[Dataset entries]
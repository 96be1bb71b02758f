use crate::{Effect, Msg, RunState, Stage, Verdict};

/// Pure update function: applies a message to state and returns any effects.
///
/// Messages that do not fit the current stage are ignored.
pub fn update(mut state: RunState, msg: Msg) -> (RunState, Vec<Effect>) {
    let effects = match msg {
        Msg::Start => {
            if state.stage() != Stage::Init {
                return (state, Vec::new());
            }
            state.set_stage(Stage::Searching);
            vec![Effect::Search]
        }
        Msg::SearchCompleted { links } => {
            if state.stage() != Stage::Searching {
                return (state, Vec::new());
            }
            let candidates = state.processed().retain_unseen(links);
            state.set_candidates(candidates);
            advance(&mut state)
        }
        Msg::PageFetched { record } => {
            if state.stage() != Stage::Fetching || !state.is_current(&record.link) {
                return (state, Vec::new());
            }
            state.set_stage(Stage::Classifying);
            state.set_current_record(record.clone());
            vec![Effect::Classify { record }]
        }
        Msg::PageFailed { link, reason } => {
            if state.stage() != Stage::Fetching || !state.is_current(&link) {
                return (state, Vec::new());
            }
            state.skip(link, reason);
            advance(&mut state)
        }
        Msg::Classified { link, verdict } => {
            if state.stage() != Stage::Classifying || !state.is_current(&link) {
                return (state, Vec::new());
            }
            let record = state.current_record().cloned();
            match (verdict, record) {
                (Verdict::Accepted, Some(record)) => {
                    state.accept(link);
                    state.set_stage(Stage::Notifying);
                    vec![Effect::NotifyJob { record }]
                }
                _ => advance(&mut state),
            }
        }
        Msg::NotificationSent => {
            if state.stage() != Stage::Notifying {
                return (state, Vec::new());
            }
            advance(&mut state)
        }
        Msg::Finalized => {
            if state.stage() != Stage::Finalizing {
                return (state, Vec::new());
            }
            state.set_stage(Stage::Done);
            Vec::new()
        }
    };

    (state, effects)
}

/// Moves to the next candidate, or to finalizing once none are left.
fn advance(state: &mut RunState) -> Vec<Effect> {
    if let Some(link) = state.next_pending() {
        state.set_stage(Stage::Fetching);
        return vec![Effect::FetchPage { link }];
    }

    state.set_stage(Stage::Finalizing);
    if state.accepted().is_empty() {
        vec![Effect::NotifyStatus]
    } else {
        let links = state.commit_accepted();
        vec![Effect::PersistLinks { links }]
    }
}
* * *
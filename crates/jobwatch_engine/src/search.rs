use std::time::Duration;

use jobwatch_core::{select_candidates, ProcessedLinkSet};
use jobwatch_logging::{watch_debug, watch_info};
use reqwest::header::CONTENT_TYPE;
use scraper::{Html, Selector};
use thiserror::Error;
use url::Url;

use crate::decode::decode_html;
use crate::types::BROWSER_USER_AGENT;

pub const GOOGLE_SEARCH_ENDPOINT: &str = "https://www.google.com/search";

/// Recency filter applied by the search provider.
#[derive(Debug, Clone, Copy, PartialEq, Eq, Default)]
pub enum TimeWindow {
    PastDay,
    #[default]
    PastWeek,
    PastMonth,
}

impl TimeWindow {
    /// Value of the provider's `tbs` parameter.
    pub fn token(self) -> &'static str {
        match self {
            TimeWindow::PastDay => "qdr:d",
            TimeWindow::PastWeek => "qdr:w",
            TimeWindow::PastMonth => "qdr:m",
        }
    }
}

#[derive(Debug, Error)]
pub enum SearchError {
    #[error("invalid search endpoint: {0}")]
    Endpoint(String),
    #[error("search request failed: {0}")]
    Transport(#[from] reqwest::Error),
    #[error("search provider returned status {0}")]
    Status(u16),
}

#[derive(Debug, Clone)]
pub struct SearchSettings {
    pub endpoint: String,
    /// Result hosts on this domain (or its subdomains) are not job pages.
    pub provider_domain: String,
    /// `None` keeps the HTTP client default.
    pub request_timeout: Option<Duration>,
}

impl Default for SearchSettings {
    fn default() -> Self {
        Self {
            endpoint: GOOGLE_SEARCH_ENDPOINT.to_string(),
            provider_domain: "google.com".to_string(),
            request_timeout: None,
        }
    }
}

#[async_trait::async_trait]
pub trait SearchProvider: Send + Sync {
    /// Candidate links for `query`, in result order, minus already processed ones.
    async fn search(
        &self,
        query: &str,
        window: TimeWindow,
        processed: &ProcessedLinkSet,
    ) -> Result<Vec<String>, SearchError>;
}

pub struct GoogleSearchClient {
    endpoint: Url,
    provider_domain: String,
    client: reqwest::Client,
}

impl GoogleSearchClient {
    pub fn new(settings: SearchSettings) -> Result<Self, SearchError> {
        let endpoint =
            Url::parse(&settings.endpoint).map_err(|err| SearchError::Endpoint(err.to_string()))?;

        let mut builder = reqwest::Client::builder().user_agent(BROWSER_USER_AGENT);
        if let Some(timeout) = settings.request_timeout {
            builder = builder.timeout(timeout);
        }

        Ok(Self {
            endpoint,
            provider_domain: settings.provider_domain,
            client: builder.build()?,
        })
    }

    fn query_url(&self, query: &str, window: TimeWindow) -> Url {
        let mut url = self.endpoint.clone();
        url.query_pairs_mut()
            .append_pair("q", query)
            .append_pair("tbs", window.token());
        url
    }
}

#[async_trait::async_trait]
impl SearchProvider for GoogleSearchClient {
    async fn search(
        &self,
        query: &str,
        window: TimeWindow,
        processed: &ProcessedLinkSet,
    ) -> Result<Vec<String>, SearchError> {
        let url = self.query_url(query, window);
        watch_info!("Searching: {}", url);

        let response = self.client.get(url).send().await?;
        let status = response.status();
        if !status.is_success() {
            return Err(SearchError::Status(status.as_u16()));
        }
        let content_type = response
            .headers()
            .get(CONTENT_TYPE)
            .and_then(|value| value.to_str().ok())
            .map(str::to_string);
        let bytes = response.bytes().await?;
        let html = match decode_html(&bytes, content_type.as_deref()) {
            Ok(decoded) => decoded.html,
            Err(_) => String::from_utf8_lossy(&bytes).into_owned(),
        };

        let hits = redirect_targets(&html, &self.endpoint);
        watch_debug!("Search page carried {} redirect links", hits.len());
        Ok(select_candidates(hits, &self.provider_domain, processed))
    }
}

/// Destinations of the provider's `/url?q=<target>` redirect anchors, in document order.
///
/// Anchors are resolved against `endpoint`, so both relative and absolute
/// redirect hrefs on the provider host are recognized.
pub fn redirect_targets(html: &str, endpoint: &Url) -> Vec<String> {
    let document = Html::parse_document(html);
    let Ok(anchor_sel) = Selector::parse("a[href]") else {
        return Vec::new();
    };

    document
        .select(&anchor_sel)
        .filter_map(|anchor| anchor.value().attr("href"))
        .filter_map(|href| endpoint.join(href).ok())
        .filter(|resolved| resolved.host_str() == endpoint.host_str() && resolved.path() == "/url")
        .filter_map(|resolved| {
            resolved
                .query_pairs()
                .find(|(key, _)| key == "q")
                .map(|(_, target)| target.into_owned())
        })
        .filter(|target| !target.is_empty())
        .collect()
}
==
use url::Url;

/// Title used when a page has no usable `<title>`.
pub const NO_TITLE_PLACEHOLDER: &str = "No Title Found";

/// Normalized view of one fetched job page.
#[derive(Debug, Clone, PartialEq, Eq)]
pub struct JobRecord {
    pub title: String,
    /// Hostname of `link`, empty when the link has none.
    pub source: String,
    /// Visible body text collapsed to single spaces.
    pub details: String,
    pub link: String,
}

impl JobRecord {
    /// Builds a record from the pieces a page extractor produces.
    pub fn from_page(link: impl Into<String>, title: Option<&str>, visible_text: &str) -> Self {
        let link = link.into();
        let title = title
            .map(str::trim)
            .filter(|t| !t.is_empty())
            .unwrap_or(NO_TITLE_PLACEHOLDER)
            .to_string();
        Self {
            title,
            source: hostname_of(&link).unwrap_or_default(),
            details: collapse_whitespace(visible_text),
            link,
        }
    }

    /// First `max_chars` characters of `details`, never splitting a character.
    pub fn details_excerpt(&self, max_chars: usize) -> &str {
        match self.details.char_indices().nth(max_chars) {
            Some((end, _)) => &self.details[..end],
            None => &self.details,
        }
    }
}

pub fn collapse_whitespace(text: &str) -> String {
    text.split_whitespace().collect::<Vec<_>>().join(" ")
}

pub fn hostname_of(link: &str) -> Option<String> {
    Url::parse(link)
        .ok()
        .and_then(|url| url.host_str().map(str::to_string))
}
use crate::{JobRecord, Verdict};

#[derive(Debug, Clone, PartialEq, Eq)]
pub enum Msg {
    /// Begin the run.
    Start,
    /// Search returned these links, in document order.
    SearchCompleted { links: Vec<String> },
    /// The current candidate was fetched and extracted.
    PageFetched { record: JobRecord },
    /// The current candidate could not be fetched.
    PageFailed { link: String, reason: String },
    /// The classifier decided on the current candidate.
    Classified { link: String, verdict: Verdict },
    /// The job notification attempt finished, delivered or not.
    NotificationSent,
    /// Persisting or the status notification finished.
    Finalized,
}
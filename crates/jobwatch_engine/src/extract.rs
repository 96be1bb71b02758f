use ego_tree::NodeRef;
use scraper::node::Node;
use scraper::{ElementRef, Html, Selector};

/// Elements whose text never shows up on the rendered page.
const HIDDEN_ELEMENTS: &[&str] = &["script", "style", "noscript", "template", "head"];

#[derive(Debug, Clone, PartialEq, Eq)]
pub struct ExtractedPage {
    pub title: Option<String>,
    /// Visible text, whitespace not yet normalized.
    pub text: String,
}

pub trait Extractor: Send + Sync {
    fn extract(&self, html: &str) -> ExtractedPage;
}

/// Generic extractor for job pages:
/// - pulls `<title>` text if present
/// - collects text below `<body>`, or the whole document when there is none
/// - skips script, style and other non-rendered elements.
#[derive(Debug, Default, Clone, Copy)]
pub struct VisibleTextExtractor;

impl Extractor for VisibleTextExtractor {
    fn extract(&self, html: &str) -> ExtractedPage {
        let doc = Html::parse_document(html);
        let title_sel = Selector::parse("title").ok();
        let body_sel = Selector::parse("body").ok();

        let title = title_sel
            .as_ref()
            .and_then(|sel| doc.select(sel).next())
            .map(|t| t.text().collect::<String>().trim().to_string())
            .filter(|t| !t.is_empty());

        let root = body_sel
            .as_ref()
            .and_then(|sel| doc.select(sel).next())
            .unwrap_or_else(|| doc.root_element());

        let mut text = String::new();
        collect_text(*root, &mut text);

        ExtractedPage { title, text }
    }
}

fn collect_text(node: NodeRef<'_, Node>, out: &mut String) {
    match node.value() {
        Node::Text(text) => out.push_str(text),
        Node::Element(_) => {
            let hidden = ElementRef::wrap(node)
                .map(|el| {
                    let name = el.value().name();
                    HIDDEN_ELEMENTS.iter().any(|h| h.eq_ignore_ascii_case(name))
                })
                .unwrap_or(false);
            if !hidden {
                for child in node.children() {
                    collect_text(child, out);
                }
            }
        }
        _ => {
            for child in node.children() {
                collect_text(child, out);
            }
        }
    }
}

> _WHAT THIS TASK INVOLVES_: Filter the entries above down to the lines that contain the word "rendered".

> _SOLVED PROBLEM_:
/// Elements whose text never shows up on the rendered page.
/// - skips script, style and other non-rendered elements.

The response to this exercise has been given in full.